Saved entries
####################

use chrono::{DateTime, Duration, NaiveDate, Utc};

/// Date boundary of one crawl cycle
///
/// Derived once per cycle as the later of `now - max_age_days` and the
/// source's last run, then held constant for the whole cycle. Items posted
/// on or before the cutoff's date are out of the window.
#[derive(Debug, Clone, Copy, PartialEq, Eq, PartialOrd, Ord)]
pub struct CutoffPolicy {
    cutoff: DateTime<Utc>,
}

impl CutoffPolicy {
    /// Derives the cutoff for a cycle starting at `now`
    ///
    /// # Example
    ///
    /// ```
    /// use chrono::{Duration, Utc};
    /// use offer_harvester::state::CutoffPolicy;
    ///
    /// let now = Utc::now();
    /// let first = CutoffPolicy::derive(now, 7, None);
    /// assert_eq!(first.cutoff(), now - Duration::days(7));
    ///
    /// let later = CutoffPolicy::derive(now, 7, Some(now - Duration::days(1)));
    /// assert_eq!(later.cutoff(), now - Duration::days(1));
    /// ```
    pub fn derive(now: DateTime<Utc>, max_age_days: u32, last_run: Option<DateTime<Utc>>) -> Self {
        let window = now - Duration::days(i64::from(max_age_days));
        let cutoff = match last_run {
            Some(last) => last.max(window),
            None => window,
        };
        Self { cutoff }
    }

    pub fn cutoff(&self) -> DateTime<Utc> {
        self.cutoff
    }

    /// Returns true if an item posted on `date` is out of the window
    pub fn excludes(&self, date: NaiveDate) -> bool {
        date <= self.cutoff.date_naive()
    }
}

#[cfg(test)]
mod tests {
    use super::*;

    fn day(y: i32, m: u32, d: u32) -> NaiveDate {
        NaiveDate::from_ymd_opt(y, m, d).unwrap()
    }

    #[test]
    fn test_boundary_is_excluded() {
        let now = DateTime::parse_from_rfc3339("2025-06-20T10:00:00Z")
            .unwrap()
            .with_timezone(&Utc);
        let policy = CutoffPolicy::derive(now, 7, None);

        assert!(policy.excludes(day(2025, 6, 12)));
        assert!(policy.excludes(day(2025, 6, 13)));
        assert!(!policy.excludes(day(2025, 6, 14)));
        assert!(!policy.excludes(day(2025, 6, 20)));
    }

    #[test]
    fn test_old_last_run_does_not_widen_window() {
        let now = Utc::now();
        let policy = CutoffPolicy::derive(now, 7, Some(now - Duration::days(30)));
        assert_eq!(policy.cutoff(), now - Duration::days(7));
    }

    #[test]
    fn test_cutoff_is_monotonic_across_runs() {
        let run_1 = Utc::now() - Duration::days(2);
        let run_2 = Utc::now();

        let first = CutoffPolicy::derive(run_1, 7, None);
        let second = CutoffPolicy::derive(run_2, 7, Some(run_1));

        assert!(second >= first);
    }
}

####################

■ YOUR OBJECTIVE
Please find how many lines of the entries above include the string "chrono", giving the number and nothing else.

■ SOLUTION
2